The top end of Yuraygir
After a magical 5 days in Wolli, and with the reopening of key access roads in the northern area of Yuraygir, we back-tracked up the coast to Yamba, from where we wanted to take a closer look at the northern section. Yamba is an attractive holiday resort type place, strategically and attractively located on the river mouth of the mighty Clarence where a fishing and yacht harbour imparts a quasi Mediterranean flair.
This was further enhanced by the enormous breakwater that had been constructed at the turn of the century to safeguard the up-river shipping passage. We decided to take a stroll to the end of the structure which seems much further away once you start hopping across rocks and gravel not to mention stubbing your toes. Having hung out with engineers for a great deal of my professional life, I couldn’t help pondering that the breakwater must have been a pretty curly construction project back in the day. And talking about curly: At the end of the breakwater you get a glimpse of the treacherous conditions that yachties have to deal with. On this particular day it was definitely ‘brown underpants territory’.
Not far up the road is Angourie – a very quiet seaside settlement with little noticeable tourism infrastructure (aside from the typical crop of holiday houses, a café and a surfboard shop), a lovely laid-back vibe and breathtaking natural beauty. It is fringed by a number of beautiful beaches, and has one of the best surf breaks in NSW adjacent to a dramatic, rocky beach that makes a massive granite stonescape including large lagoons which aboriginals had used as fish-traps. And as if that wasn’t enough, there are spring-fed pools flanked by jagged granite walls, mere metres from the crashing ocean. Quite a package!
We heard that the “Blue Pool” started its life as a quarry to provide the copious amounts of granite that was needed for the breakwater.

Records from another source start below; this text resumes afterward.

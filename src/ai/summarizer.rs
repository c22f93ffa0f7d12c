use std::sync::{Arc, OnceLock};

use async_trait::async_trait;
use regex::Regex;

use crate::config::{RetryPolicy, SummarizerConfig};
use crate::error::{AppError, Result};

use super::{ArticleSummarizer, LanguageModel};

const SYSTEM_PROMPT: &str = r#"You are an expert science communicator who summarizes news articles.
Write engaging, accessible summaries that make complex concepts understandable to general readers.
Use plain English, avoid jargon where possible, and preserve the key facts."#;

pub struct Summarizer {
    model: Arc<dyn LanguageModel>,
    max_input_chars: usize,
    min_summary_chars: usize,
    retry: RetryPolicy,
}

impl Summarizer {
    pub fn new(model: Arc<dyn LanguageModel>, config: &SummarizerConfig) -> Self {
        Self {
            model,
            max_input_chars: config.max_input_chars,
            min_summary_chars: config.min_summary_chars,
            retry: config.retry(),
        }
    }

    pub fn model_version(&self) -> &str {
        self.model.model_version()
    }

    /// Check a model reply, returning why it is unusable.
    fn validate<'a>(&self, output: &'a str) -> std::result::Result<&'a str, String> {
        let trimmed = output.trim();
        if trimmed.is_empty() {
            return Err("model returned an empty summary".to_string());
        }
        let chars = trimmed.chars().count();
        if chars < self.min_summary_chars {
            return Err(format!("summary too short ({} chars)", chars));
        }
        if !trimmed.contains(char::is_whitespace) {
            return Err("summary is a single token, not prose".to_string());
        }
        Ok(trimmed)
    }
}

#[async_trait]
impl ArticleSummarizer for Summarizer {
    async fn summarize(&self, text: &str, max_words: usize) -> Result<String> {
        if text.trim().is_empty() {
            return Err(AppError::Summarization(
                "refusing to summarize empty input".to_string(),
            ));
        }

        let (input, truncated) = truncate_chars(text, self.max_input_chars);
        if truncated {
            tracing::info!(
                original_chars = text.chars().count(),
                kept_chars = self.max_input_chars,
                "input truncated before summarization"
            );
        }

        let prompt = build_prompt(input, max_words);
        let max_tokens = (max_words as u32).saturating_mul(2).max(256);
        let attempts = self.retry.attempts();
        let mut last_error = String::new();

        for attempt in 1..=attempts {
            match self.model.complete(SYSTEM_PROMPT, &prompt, max_tokens).await {
                Ok(output) => match self.validate(&output) {
                    Ok(summary) => return Ok(clamp_words(summary, max_words).to_string()),
                    Err(reason) => last_error = reason,
                },
                Err(e) => last_error = e.to_string(),
            }

            tracing::warn!(attempt, attempts, error = %last_error, "summary attempt failed");
            if attempt < attempts {
                tokio::time::sleep(self.retry.backoff(attempt)).await;
            }
        }

        Err(AppError::Summarization(format!(
            "gave up after {} attempts: {}",
            attempts, last_error
        )))
    }
}

fn build_prompt(input: &str, max_words: usize) -> String {
    format!(
        "Summarize the following article in at most {max_words} words.\n\
         Make it interesting for general readers while keeping the key technical ideas.\n\
         Reply with the summary only.\n\n\
         Article:\n{input}"
    )
}

/// Keep the leading `max_chars` characters. Returns whether anything was cut.
pub(crate) fn truncate_chars(text: &str, max_chars: usize) -> (&str, bool) {
    match text.char_indices().nth(max_chars) {
        Some((idx, _)) => (&text[..idx], true),
        None => (text, false),
    }
}

/// Cut `text` right after its `max_words`-th word.
pub(crate) fn clamp_words(text: &str, max_words: usize) -> &str {
    static WORD: OnceLock<Option<Regex>> = OnceLock::new();
    let Some(word) = WORD.get_or_init(|| Regex::new(r"\S+").ok()) else {
        return text;
    };

    if max_words == 0 {
        return "";
    }
    match word.find_iter(text).nth(max_words - 1) {
        Some(m) => &text[..m.end()],
        None => text,
    }
}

Then one day the bottom of the quarry unexpectedly collapsed whereupon the sizeable hole filled up with spring water. Environmental mitigation by nature, I guess.
Having arrived midweek we practically had the place to ourselves except for the odd contingent of backpackers and scores of local lads who seemed to make a beeline to the pools where they scaled the rock walls to dive into the water from varying heights, up to a spine chilling (and often spine damaging) 20+ metres; the height of the jump possibly being proportionate to the amount of testosterone surging through the jumper’s body. In any event, we scaredy cats didn’t feel the need to boost our adrenaline, and also didn’t think it much of a spectator sport given our wilting nerves. Middle-age also breeds a sense of mortality.
Soon after we retreated, a procession of emergency personnel started arriving to attend to a young diver who hit a rock, didn’t bounce and was air-lifted with severe head injuries. Guess he’s no longer bullet proof.
Two glasses of brandy eventually calmed our nerves …
After a few bike excursions into the wilderness of Yuraygir, we made a move towards Port Macquarie via a detour – the Northern Tablelands Region of the Great Dividing Range where scenic beauty, abundance of wildlife, relative isolation, and scores of National Parks and World Heritage areas lured us.
Outdoor bonanza in the Northern Tablelands
We sure found all of that, and more. Or “less”, as far as temperatures were concerned! The first night in the high country, at Ebor (around 1500 metres elevation) my jaw dropped along with the mercury which dipped well into single digits. For some inexplicable reason we hadn’t quite anticipated that (I blame L’Oreal Excellence). Had we used the cavity beneath our hairdo, we would have pulled our warm duvet from the outside storage box. Alas, I spent the night impersonating a rollmops in the freezer department.
In any case, I was completely flabbergasted by the sub-polar temperatures at this latitude in late summer!
Having narrowly escaped losing our extremities to frostbite, all we could think of was getting back to somewhere more benign. But then we dug out our warm clothes (packed for unforeseen climatic “emergencies”), and once we defrosted, we started falling in love with what lay before us across vast swathes of untouched land, seemingly hundreds of kilometres in either direction: wild rivers, perfectly sculpted rockscapes, dramatic waterfalls, picturesque gorges, virgin forests, and more. It’s hard to pick a favourite, but the area around Point Lookout, New England National Park, touched us both deeply. Particularly the ancient Antarctic Beech forest – a precious horticultural remnant of Gondwanaland – left us gobsmacked. They say this area closely resembles what this ancient continent in the late Cretaceous would have looked like. Frankly, to me it looked nothing short of magical and I wouldn’t have been surprised at all if I’d encountered a unicorn, an elf or a faun. In fact, it was a source of disappointment that none showed up!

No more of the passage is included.